§ Activity:
Copy each line below that includes "types".

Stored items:
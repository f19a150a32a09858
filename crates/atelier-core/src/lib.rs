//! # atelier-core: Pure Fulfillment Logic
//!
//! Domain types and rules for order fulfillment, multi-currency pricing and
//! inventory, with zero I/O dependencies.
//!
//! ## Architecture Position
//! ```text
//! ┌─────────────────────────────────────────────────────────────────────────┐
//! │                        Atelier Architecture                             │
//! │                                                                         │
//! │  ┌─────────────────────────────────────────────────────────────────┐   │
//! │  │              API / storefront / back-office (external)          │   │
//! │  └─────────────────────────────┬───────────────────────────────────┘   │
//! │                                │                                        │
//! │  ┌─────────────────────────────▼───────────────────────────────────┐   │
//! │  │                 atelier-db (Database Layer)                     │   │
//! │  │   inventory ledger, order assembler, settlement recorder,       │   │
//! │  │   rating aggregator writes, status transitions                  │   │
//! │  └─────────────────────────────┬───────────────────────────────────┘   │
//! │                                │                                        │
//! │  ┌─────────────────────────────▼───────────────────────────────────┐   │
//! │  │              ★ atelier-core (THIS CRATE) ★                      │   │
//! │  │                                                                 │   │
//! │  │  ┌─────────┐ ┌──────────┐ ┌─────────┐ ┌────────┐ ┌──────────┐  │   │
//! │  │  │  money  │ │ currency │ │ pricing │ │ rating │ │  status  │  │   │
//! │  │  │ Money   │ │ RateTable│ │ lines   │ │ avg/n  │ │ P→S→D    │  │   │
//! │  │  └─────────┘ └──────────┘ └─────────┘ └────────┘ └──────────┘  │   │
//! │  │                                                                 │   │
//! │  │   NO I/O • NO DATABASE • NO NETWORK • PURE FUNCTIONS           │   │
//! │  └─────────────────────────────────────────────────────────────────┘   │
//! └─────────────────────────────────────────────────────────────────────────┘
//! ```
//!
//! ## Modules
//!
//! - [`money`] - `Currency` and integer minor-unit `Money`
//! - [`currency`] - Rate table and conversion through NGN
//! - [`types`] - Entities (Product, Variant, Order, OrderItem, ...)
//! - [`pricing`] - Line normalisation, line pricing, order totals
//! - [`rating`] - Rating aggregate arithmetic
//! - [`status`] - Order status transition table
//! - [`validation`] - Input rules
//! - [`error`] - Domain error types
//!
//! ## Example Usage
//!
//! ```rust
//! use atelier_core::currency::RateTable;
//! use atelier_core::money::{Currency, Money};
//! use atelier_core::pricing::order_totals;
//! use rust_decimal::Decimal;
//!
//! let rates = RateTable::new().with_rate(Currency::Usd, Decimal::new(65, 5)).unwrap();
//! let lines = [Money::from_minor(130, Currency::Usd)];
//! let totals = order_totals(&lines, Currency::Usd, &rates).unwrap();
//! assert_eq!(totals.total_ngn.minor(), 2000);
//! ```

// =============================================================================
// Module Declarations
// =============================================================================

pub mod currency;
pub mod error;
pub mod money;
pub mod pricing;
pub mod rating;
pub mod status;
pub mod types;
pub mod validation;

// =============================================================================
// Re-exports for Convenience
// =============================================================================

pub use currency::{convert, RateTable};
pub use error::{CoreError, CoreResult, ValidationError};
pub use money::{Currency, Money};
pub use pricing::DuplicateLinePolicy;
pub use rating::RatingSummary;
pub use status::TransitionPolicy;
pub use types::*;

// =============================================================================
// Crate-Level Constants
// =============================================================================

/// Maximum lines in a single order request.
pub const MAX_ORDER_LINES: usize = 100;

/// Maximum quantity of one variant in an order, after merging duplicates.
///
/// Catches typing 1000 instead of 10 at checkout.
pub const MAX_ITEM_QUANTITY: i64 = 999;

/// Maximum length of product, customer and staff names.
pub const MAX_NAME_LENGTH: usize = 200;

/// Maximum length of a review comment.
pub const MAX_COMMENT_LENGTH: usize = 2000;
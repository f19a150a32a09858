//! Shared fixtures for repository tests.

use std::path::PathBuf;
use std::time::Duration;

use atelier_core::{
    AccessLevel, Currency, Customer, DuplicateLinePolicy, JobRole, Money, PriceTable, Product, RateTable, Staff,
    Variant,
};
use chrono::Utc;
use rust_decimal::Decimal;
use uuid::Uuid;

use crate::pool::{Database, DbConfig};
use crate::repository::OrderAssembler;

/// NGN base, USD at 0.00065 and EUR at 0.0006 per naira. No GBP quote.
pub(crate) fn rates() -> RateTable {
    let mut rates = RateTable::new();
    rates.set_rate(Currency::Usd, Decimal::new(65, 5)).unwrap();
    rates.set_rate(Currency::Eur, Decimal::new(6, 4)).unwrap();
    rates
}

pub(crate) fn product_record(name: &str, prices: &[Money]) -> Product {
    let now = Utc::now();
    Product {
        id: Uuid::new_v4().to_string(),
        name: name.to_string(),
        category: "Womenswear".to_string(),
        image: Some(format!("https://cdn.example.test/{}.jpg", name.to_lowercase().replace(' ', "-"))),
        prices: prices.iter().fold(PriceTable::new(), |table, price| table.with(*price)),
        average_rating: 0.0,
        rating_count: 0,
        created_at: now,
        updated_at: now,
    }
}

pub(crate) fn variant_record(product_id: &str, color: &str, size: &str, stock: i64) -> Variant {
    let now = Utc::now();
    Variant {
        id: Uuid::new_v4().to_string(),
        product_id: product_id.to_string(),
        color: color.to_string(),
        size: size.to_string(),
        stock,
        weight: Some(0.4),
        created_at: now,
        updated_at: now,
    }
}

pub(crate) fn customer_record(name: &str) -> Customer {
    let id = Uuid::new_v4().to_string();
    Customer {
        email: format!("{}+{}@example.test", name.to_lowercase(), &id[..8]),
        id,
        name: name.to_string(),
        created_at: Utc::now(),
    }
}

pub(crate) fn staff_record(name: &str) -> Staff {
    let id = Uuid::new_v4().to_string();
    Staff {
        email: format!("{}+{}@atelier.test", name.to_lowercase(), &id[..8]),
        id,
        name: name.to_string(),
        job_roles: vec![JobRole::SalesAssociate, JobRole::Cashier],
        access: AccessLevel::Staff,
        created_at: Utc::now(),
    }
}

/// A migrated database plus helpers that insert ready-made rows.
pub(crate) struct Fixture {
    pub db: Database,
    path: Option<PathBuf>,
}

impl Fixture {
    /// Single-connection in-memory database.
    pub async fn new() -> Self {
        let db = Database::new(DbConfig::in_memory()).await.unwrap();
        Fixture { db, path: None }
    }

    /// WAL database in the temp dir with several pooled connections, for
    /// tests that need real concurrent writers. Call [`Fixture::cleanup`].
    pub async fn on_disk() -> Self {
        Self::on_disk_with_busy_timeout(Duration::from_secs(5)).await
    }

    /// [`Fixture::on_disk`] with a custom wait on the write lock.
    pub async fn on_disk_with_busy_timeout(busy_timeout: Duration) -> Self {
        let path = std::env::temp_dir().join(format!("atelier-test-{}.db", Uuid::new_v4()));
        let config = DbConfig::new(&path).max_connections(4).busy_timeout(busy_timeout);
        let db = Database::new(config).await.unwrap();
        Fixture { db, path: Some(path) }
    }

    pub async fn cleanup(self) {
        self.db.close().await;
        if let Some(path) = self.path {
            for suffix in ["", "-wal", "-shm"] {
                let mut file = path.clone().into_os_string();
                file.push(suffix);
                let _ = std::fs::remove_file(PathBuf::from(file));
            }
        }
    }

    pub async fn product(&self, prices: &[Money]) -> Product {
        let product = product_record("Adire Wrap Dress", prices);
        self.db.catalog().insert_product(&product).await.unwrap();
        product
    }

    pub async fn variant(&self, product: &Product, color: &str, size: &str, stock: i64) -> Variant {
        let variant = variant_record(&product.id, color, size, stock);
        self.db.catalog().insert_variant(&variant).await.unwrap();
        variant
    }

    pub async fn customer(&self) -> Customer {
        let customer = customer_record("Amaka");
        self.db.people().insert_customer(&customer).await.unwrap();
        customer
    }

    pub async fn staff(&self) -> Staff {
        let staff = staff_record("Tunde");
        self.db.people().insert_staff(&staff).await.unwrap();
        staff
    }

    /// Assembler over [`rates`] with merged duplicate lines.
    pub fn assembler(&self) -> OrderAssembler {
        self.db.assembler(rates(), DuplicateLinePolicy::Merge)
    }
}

§ Solved problem:
//! Domain types and rules for order fulfillment, multi-currency pricing and
//! - [`types`] - Entities (Product, Variant, Order, OrderItem, ...)
//! - [`error`] - Domain error types
pub mod types;
pub use types::*;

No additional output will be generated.